朝青謹慎は人権侵害?…モンゴル日本大使館前で抗議デモ(スポーツ報知)→ウェブ魚拓

 横綱朝青龍(26)=高砂=が2場所出場停止と謹慎などの処分を受けたことについて、母国・モンゴルの市民団体メンバー約40人が16日、ウランバートル日本大使館前で、日本相撲協会に対し「人権侵害をするな」などと抗議を行った。日本では、17日に朝青龍宅へ往診する予定だった精神科医が、診察を拒否していることも判明。“朝青龍騒動”は日蒙両国で混迷が続きそうだ。
 母国の英雄を救え! 集会を開いたのは「モンゴル民主同盟」と「急激な革新」のメンバー。
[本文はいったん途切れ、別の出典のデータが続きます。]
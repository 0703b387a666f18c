//! Bot-facing boundary: long-poll `getUpdates` plus inbound `sendMessage`,
//! wired to a per-bot [`BotMailbox`] and a [`TrigramGuard`].
//!
//! Authentication is solely the bot token; there is no session state beyond
//! the mailbox and the trigram tracker, both keyed by token/conversation.

use std::collections::HashMap;
use std::sync::Arc;
use std::time::Duration;

use async_trait::async_trait;
use chrono::Utc;
use serde::{Deserialize, Serialize};
use tokio::sync::{Mutex, RwLock};
use uuid::Uuid;

use crate::error::OrchestratorError;
use crate::gateway::{DialogHandler, Gateway, NoopDialogHandler};
use crate::mailbox::{BotMailbox, Update};
use crate::model::{Peer, PersonProfile};
use crate::store::PeerStore;
use crate::trigram::{TrigramGuard, Verdict};

const START_MESSAGE_ID: u64 = 0;
const EVALUATION_MESSAGE_ID: u64 = 1_000_000;

/// What `getUpdates` hands back inside `message`: Telegram-Bot-API-shaped.
#[derive(Debug, Clone, Serialize)]
pub struct OutboundEnvelope {
    pub message_id: u64,
    pub from: EnvelopePeer,
    pub chat: EnvelopeChat,
    pub date: i64,
    pub text: String,
}

#[derive(Debug, Clone, Serialize)]
pub struct EnvelopePeer {
    pub id: u32,
    pub is_bot: bool,
    pub first_name: String,
}

#[derive(Debug, Clone, Serialize)]
pub struct EnvelopeChat {
    pub id: u32,
    pub first_name: String,
    #[serde(rename = "type")]
    pub kind: String,
}

fn envelope(conversation_id: u32, message_id: u64, text: String) -> OutboundEnvelope {
    OutboundEnvelope {
        message_id,
        from: EnvelopePeer {
            id: conversation_id,
            is_bot: true,
            first_name: message_id.to_string(),
        },
        chat: EnvelopeChat {
            id: conversation_id,
            first_name: message_id.to_string(),
            kind: "private".to_string(),
        },
        date: Utc::now().timestamp(),
        text,
    }
}

/// Inbound `sendMessage` body. `/end` carries an optional evaluation; anything
/// else is a chat message with an optional inline message evaluation.
#[derive(Debug, Deserialize)]
pub struct InboundEnvelope {
    pub text: String,
    #[serde(default)]
    pub evaluation: Option<InboundEvaluation>,
    #[serde(default)]
    pub msg_evaluation: Option<MsgEvaluation>,
}

#[derive(Debug, Deserialize)]
pub struct InboundEvaluation {
    pub score: Option<i32>,
    pub profile_idx: Option<usize>,
}

#[derive(Debug, Deserialize)]
#[serde(untagged)]
pub enum MsgEvaluation {
    Score(u8),
    Detailed { score: u8, message_id: u32 },
}

/// Outcome of processing one inbound `sendMessage` call.
#[derive(Debug, Clone, Default, Serialize)]
pub struct ProcessedMessage {
    pub msg_id: Option<u32>,
}

/// Bot-facing gateway: long-poll mailbox, trigram leak detection, and the
/// inbound `sendMessage` envelope parser.
pub struct BotGateway {
    store: Arc<dyn PeerStore>,
    mailbox: Arc<BotMailbox<OutboundEnvelope>>,
    guard: Arc<TrigramGuard>,
    dialog_handler: RwLock<Arc<dyn DialogHandler>>,
    /// conversation -> bot token, so `finish_conversation` can drop guard state.
    active_bots: Mutex<HashMap<u32, String>>,
}

impl BotGateway {
    pub fn new(store: Arc<dyn PeerStore>, mailbox: Arc<BotMailbox<OutboundEnvelope>>, guard: Arc<TrigramGuard>) -> Self {
        Self {
            store,
            mailbox,
            guard,
            dialog_handler: RwLock::new(Arc::new(NoopDialogHandler)),
            active_bots: Mutex::new(HashMap::new()),
        }
    }

    pub async fn set_dialog_handler(&self, handler: Arc<dyn DialogHandler>) {
        *self.dialog_handler.write().await = handler;
    }

    async fn handler(&self) -> Arc<dyn DialogHandler> {
        self.dialog_handler.read().await.clone()
    }

    pub async fn register_bot(&self, token: &str) {
        self.mailbox.register(token).await;
    }

    /// Long-poll for updates, persisting the bot's `last_update_id` as they're drained.
    pub async fn get_updates(
        &self,
        token: &str,
        timeout: Duration,
        limit: usize,
    ) -> Result<(Vec<Update<OutboundEnvelope>>, u64), OrchestratorError> {
        let mut bot = self
            .store
            .get_bot(token)
            .await?
            .ok_or(OrchestratorError::BotNotRegistered)?;

        self.mailbox.register(token).await;
        let (updates, new_last_update_id) = self
            .mailbox
            .get_updates(token, timeout, limit, bot.last_update_id)
            .await
            .map_err(|_| OrchestratorError::BotNotRegistered)?;

        if new_last_update_id != bot.last_update_id {
            bot.last_update_id = new_last_update_id;
            self.store.save_bot(&bot).await?;
        }
        Ok((updates, new_last_update_id))
    }

    /// Parse and act on an inbound `sendMessage` body for `conversation_id`.
    pub async fn send_message_in(
        &self,
        token: &str,
        conversation_id: u32,
        raw_body: &str,
    ) -> Result<ProcessedMessage, OrchestratorError> {
        self.store
            .get_bot(token)
            .await?
            .ok_or(OrchestratorError::BotNotRegistered)?;

        let body: InboundEnvelope = serde_json::from_str(raw_body)
            .map_err(|e| OrchestratorError::ValidationFailure(format!("malformed envelope: {e}")))?;

        let handler = self.handler().await;
        let peer = Peer::Bot(token.to_string());

        if body.text == "/end" {
            handler.trigger_dialog_end(conversation_id, peer.clone()).await?;
            if let Some(eval) = body.evaluation {
                if let Some(score) = eval.score {
                    handler.evaluate_dialog(conversation_id, peer.clone(), Some(score)).await?;
                }
                if let Some(idx) = eval.profile_idx {
                    handler
                        .select_other_peer_profile(conversation_id, peer.clone(), Some(idx))
                        .await?;
                }
            }
            return Ok(ProcessedMessage::default());
        }

        let verdict = self.guard.check(conversation_id, token, &body.text).await;

        let msg_id = handler
            .on_message_received(conversation_id, peer.clone(), body.text, Utc::now())
            .await?;

        if let Some(msg_eval) = body.msg_evaluation {
            let (score, target) = match msg_eval {
                MsgEvaluation::Score(score) => (score, None),
                MsgEvaluation::Detailed { score, message_id } => (score, Some(message_id)),
            };
            handler
                .on_message_evaluated(conversation_id, peer.clone(), score, target)
                .await?;
        }

        if verdict == Verdict::Leak {
            handler.trigger_dialog_end(conversation_id, peer).await?;
        }

        Ok(ProcessedMessage { msg_id: Some(msg_id) })
    }
}

#[async_trait]
impl Gateway for BotGateway {
    async fn start_conversation(
        &self,
        conversation_id: u32,
        peer: &Peer,
        profile: &PersonProfile,
        _guid: Uuid,
    ) -> Result<(), OrchestratorError> {
        let Peer::Bot(token) = peer else {
            return Err(OrchestratorError::InvalidState);
        };

        self.active_bots.lock().await.insert(conversation_id, token.clone());
        self.guard.register(conversation_id, token, &profile.description()).await;
        self.mailbox.register(token).await;

        let text = format!("/start\n{}", profile.description());
        self.mailbox
            .enqueue(token, envelope(conversation_id, START_MESSAGE_ID, text))
            .await;
        Ok(())
    }

    async fn send_message(
        &self,
        conversation_id: u32,
        msg_id: u32,
        text: &str,
        peer: &Peer,
    ) -> Result<(), OrchestratorError> {
        let Peer::Bot(token) = peer else {
            return Err(OrchestratorError::InvalidState);
        };
        self.mailbox
            .enqueue(token, envelope(conversation_id, msg_id as u64, text.to_string()))
            .await;
        Ok(())
    }

    async fn start_evaluation(
        &self,
        conversation_id: u32,
        peer: &Peer,
        options: &[PersonProfile],
        _true_profile: &PersonProfile,
        score_range: std::ops::RangeInclusive<i32>,
    ) -> Result<(), OrchestratorError> {
        let Peer::Bot(token) = peer else {
            return Err(OrchestratorError::InvalidState);
        };

        let mut text = format!("/end {} {}", score_range.start(), score_range.end());
        for (i, option) in options.iter().enumerate() {
            text.push_str(&format!("\n/profile_{i}\n{}", option.description()));
        }

        self.mailbox
            .enqueue(token, envelope(conversation_id, EVALUATION_MESSAGE_ID, text))
            .await;
        Ok(())
    }

    async fn finish_conversation(&self, conversation_id: u32) -> Result<(), OrchestratorError> {
        if let Some(token) = self.active_bots.lock().await.remove(&conversation_id) {
            self.guard.forget(conversation_id, &token).await;
        }
        Ok(())
    }
}

#[cfg(test)]
mod tests {
    use super::*;
    use crate::model::Bot;
    use crate::store::InMemoryStore;

    struct AcceptingHandler;

    #[async_trait]
    impl DialogHandler for AcceptingHandler {
        async fn on_human_initiated_dialog(&self, _user: Peer) -> Result<(), OrchestratorError> {
            Ok(())
        }
        async fn on_message_received(
            &self,
            _conversation_id: u32,
            _sender: Peer,
            _text: String,
            _time: chrono::DateTime<Utc>,
        ) -> Result<u32, OrchestratorError> {
            Ok(7)
        }
        async fn on_message_evaluated(
            &self,
            _conversation_id: u32,
            _evaluator: Peer,
            _score: u8,
            _msg_id: Option<u32>,
        ) -> Result<(), OrchestratorError> {
            Ok(())
        }
        async fn switch_to_next_topic(&self, _conversation_id: u32, _peer: Peer) -> Result<bool, OrchestratorError> {
            Ok(false)
        }
        async fn trigger_dialog_end(&self, _conversation_id: u32, _peer: Peer) -> Result<(), OrchestratorError> {
            Ok(())
        }
        async fn evaluate_dialog(
            &self,
            _conversation_id: u32,
            _evaluator: Peer,
            _score: Option<i32>,
        ) -> Result<(), OrchestratorError> {
            Ok(())
        }
        async fn select_other_peer_profile(
            &self,
            _conversation_id: u32,
            _evaluator: Peer,
            _profile_idx: Option<usize>,
        ) -> Result<(), OrchestratorError> {
            Ok(())
        }
        async fn select_other_peer_profile_sentence(
            &self,
            _conversation_id: u32,
            _evaluator: Peer,
            _sentence: String,
            _sentence_idx: Option<usize>,
        ) -> Result<(), OrchestratorError> {
            Ok(())
        }
        async fn complain(&self, _conversation_id: u32, _complainer: Peer) -> Result<bool, OrchestratorError> {
            Ok(true)
        }
    }

    fn gateway_with_bot(token: &str) -> (BotGateway, Arc<InMemoryStore>) {
        let store = Arc::new(InMemoryStore::default());
        let gateway = BotGateway::new(
            store.clone(),
            Arc::new(BotMailbox::new()),
            Arc::new(TrigramGuard::new(3, 2)),
        );
        (gateway, store)
    }

    #[tokio::test]
    async fn start_conversation_enqueues_start_envelope() {
        let (gateway, store) = gateway_with_bot("tok");
        store.add_bot(Bot::new("tok", "Bot")).await;

        let profile = PersonProfile::new(vec!["I like cats.".into()]);
        gateway
            .start_conversation(1, &Peer::Bot("tok".into()), &profile, Uuid::now_v7())
            .await
            .unwrap();

        let (updates, _) = gateway.get_updates("tok", Duration::ZERO, 100).await.unwrap();
        assert_eq!(updates.len(), 1);
        assert_eq!(updates[0].message.message_id, 0);
        assert!(updates[0].message.text.starts_with("/start\n"));
    }

    #[tokio::test]
    async fn get_updates_for_unknown_token_errors() {
        let (gateway, _store) = gateway_with_bot("tok");
        let result = gateway.get_updates("ghost", Duration::ZERO, 100).await;
        assert!(matches!(result, Err(OrchestratorError::BotNotRegistered)));
    }

    #[tokio::test]
    async fn send_message_in_forwards_chat_text() {
        let (gateway, store) = gateway_with_bot("tok");
        store.add_bot(Bot::new("tok", "Bot")).await;
        gateway.set_dialog_handler(Arc::new(AcceptingHandler)).await;

        let result = gateway
            .send_message_in("tok", 1, r#"{"text":"hello"}"#)
            .await
            .unwrap();
        assert_eq!(result.msg_id, Some(7));
    }

    #[tokio::test]
    async fn send_message_in_end_with_evaluation() {
        let (gateway, store) = gateway_with_bot("tok");
        store.add_bot(Bot::new("tok", "Bot")).await;
        gateway.set_dialog_handler(Arc::new(AcceptingHandler)).await;

        let result = gateway
            .send_message_in("tok", 1, r#"{"text":"/end","evaluation":{"score":3,"profile_idx":0}}"#)
            .await
            .unwrap();
        assert_eq!(result.msg_id, None);
    }

    #[tokio::test]
    async fn repeated_profile_echo_triggers_leak() {
        let (gateway, store) = gateway_with_bot("tok");
        store.add_bot(Bot::new("tok", "Bot")).await;
        gateway.set_dialog_handler(Arc::new(AcceptingHandler)).await;

        let profile = PersonProfile::new(vec!["I have a red cat".into()]);
        gateway
            .start_conversation(1, &Peer::Bot("tok".into()), &profile, Uuid::now_v7())
            .await
            .unwrap();

        gateway
            .send_message_in("tok", 1, r#"{"text":"I have a red cat"}"#)
            .await
            .unwrap();
        gateway
            .send_message_in("tok", 1, r#"{"text":"I have a red cat"}"#)
            .await
            .unwrap();
        // second leak hits threshold=2; trigger_dialog_end is called on the
        // AcceptingHandler, which always succeeds, so no error surfaces here.
    }

    #[tokio::test]
    async fn finish_conversation_drops_guard_state() {
        let (gateway, store) = gateway_with_bot("tok");
        store.add_bot(Bot::new("tok", "Bot")).await;

        let profile = PersonProfile::new(vec!["a b c".into()]);
        gateway
            .start_conversation(1, &Peer::Bot("tok".into()), &profile, Uuid::now_v7())
            .await
            .unwrap();
        gateway.finish_conversation(1).await.unwrap();

        assert_eq!(gateway.guard.check(1, "tok", "a b c").await, Verdict::Clean);
    }
}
日本大使館前に集結すると、「朝青龍は友好のシンボルだ」などと書いたプラカードを持ち、マイクで「朝青龍は軟禁されている」などと訴えた。
 これらの団体は日本大使館を通じ「処分の際はファンの気持ちも念頭に置いてほしい」と、日本相撲協会に処分の見直しを求める書簡も送った。また、15日と16日付のモンゴル各紙では「処分は重すぎる」との報道が目立つなど、同情論が急激に高まっている。
 日本協会では、朝青龍に対して常識の範囲内での外出は認めており、軟禁状態にあるというのは市民団体の大きな誤解。とはいえ大使館での抗議行動となれば現地での大相撲人気に影響が出ることはおろか、国際問題に発展する事態になりかねない。


 報知は「常識の範囲内での外出は認めており、軟禁状態にあるというのは市民団体の大きな誤解」と言っているけど、なんだよ「常識」って。モンゴルの実家に帰るのは、報知や相撲協会にとって「常識」でないのか。
 「モンゴル民主同盟」と「急激な革新」(カッコイイ名前だね)の言い分のほうがまったく正当だと思うけどな。雇用主が従業員に対して「自宅に閉じこもってろ」と命令するのをマトモなことだと考えてしまう感覚がマトモでない気がする。
 もっと急激に革新的に考えるなら、そもそも雇用主っていうのは労働者に向かって「カネやるから、そのかわりお前さんを一定時間拘束するからな」と言って毎日職場に閉じこめるんであるが、こういうのひでーなあオイ、という感覚を労働者が喪失することで、なんというか奴隷はプロレタリアになるんだわな、という気がする。
 ノエル・レディングザ・ジミ・ヘンドリックス・エクスペリエンスのベーシスト)みたいな、おれリハーサルやレコーディングはかったるいからパスするわ、ライブ本番にはちゃんと出てって演奏すっからさ、という働き方が人間らしい労働じゃないのかなあ。
 はい、ビール3本目、空になりました。ごちそうさま。おやすみ。